Y la dimensión de nuestras decisiones.

"Ay, Amaia. No puedes olvidarte de esto. Estás cometiendo los mismos errores que con veinte años. Y ya no puedes permitírtelo", me recordé, tragando saliva para deshacer el nudo en mi garganta.

Decidí que en cuanto estuviera sola le mandaría un wasap a Mateo. No había pasado nada entre nosotros... Todavía. Pero tenía que hacer las cosas bien.

Las horas que había pasado grabando la colaboración con él nos habíamos divertido mucho. Mateo Carabel estaba por fin ganando el reconocimiento que se merecía en la música, después de muchos años en la sombra. Había oído de él gracias a mi hermano, y a Alfred le había parecido una buena idea.

Pero claro, a pesar de que había hecho muchas colaboraciones de este tipo desde siempre, no contaba con que Mateo fuera tan agradable y cercano, y que supiera escuchar tan bien. Ni tampoco en que coincidiera con una época en la que Alfred iba a estar tan ocupado, y yo tan abrumada con las cargas familiares.

Casi sin darme cuenta, había empezado a desahogarme con él acerca de los problemas con los niños, que apenas tenía tiempo de contarle a Alfred. Y luego, acerca de mis problemas con él y de lo poco que nos veíamos. Y de cómo se me había juntado todo con la preparación de mi siguiente disco y las presiones de la discográfica. ¿Dónde se había quedado mi libertad para decidir? Me estaba sintiendo asfixiada de nuevo, igual que cuando Alfred se fue a Los Ángeles.

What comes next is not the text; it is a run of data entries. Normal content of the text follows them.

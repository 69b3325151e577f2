// UI Layer
pub mod components;
pub mod layout;
pub mod theme;

// Re-export layout types for convenience
pub use layout::{
    LayoutAreas, LayoutManager, LayoutMode, DUAL_PANEL_MIN_WIDTH, MIN_HEIGHT, MIN_WIDTH,
};

// Re-export components
pub use components::{
    CommandBar, CommandItem, DialogStack, DialogView, Panel, PanelStatus, StatusBar,
    WarningScreen,
};
pub use theme::Theme;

Y sola, terriblemente sola.

Ese ha sido desde siempre mi mayor miedo. No sé estar sola.

Y, con su respuesta, Mateo me recordaba que no lo estaba. Se limitaba a escucharme en silencio y darme algún apretón en la mano. Decía tonterías para hacerme reír y que olvidara las preocupaciones. Y, a veces, hacía esas cosas sin sentido que tanto me gustaban, que provocaban que mi adrenalina se disparara.

Así que, poco a poco, mi corazón había empezado a latir más fuerte cuando lo veía. Habíamos empezado a vernos sin motivo profesional de por medio, solo para charlar y que pudiera desahogarme. Y ayer estaba con él cuando me llamaron del conservatorio para, básicamente, expulsar a Helga. Me había acompañado por el camino y, al despedirnos, había intentado animarme, como siempre.

Pero casi se nos había ido de las manos. Casi.

Y ahora, en ese tren, me daba cuenta de que no podía seguir por ese camino si no era el que quería. ¿Pero era el que quería? Quizás los días siguientes en Pamplona me ayudaran a aclararme.

¿Qué me estaba pasando, después de todo lo que había luchado por Alfred? ¿Por qué siempre volvíamos a caer en los mismos errores?